Beneath this line is the data. Output exactly the lines from the line with "filename src/cli/mod.rs" to the line with "of schema-described tools", both ends included, and nothing more.

Dataset entries:
********************

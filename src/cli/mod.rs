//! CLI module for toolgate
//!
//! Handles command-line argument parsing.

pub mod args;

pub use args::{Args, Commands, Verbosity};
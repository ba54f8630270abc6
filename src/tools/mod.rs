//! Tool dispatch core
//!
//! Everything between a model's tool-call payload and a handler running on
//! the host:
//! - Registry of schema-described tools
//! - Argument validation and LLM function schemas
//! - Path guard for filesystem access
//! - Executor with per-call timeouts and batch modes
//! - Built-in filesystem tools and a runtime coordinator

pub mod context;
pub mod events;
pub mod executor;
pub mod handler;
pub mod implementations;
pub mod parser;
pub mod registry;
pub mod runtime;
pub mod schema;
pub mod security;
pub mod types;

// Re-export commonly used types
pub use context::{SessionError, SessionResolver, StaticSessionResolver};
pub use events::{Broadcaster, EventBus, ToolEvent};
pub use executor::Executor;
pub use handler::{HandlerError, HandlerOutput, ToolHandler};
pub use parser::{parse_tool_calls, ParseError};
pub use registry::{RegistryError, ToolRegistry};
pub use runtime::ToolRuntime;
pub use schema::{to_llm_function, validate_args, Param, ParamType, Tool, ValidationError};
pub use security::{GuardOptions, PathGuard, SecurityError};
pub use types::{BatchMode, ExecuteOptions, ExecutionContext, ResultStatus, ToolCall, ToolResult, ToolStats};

********************

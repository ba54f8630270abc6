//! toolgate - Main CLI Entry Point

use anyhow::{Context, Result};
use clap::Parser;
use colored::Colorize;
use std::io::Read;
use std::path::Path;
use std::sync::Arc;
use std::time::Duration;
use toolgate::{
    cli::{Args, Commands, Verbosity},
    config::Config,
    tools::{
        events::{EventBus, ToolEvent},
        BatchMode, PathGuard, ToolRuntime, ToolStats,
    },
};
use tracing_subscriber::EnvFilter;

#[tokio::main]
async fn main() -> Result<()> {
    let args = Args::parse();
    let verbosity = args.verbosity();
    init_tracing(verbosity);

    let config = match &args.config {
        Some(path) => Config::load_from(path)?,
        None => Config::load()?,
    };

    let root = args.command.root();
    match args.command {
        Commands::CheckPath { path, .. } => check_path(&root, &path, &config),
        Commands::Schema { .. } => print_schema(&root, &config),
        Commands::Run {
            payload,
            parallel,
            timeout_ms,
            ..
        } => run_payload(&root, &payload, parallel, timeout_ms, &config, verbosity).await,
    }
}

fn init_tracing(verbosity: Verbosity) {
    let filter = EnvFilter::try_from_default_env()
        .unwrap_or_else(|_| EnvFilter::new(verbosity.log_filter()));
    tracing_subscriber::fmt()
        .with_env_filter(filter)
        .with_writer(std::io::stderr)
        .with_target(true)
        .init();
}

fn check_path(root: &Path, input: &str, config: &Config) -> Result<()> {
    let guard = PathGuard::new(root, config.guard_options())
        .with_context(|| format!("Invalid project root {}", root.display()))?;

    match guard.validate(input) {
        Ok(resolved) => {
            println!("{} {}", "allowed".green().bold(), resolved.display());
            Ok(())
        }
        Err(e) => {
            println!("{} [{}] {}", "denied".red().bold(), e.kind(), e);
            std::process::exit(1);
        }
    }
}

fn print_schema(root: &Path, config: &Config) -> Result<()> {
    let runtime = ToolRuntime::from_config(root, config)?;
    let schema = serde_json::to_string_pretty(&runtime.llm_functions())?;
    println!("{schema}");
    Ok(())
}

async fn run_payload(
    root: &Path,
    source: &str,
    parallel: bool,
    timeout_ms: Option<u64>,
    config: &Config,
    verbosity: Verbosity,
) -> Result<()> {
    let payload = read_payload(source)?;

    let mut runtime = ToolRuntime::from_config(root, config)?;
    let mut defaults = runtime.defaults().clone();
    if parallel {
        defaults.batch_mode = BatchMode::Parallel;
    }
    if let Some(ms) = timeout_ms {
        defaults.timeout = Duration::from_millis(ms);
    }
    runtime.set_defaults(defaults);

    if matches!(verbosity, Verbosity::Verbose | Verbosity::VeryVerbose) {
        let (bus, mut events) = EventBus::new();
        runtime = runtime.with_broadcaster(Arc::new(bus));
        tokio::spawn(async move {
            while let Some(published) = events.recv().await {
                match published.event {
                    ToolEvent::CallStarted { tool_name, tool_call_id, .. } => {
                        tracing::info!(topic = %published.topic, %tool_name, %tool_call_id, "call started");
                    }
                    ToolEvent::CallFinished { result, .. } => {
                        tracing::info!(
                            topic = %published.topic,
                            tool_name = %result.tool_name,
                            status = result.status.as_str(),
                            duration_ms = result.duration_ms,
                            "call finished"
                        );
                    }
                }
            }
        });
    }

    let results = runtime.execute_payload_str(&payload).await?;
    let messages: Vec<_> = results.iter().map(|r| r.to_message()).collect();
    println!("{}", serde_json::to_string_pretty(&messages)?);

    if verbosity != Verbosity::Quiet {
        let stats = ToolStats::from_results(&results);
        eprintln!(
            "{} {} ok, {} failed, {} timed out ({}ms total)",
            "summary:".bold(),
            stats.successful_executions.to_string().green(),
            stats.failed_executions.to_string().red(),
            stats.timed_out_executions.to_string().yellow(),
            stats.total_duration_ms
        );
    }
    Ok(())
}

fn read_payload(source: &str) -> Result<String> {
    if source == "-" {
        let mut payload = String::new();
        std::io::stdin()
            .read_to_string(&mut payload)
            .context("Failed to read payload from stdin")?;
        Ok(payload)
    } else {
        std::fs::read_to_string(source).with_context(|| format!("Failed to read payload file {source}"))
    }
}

********************

RESPONSE TO THE EXERCISE -
filename src/cli/mod.rs
//! CLI module for toolgate
//!
//! Handles command-line argument parsing.

pub mod args;

pub use args::{Args, Commands, Verbosity};
repository ba54f8630270abc6
filename src/tools/mod.rs
//! Tool dispatch core
//!
//! Everything between a model's tool-call payload and a handler running on
//! the host:
//! - Registry of schema-described tools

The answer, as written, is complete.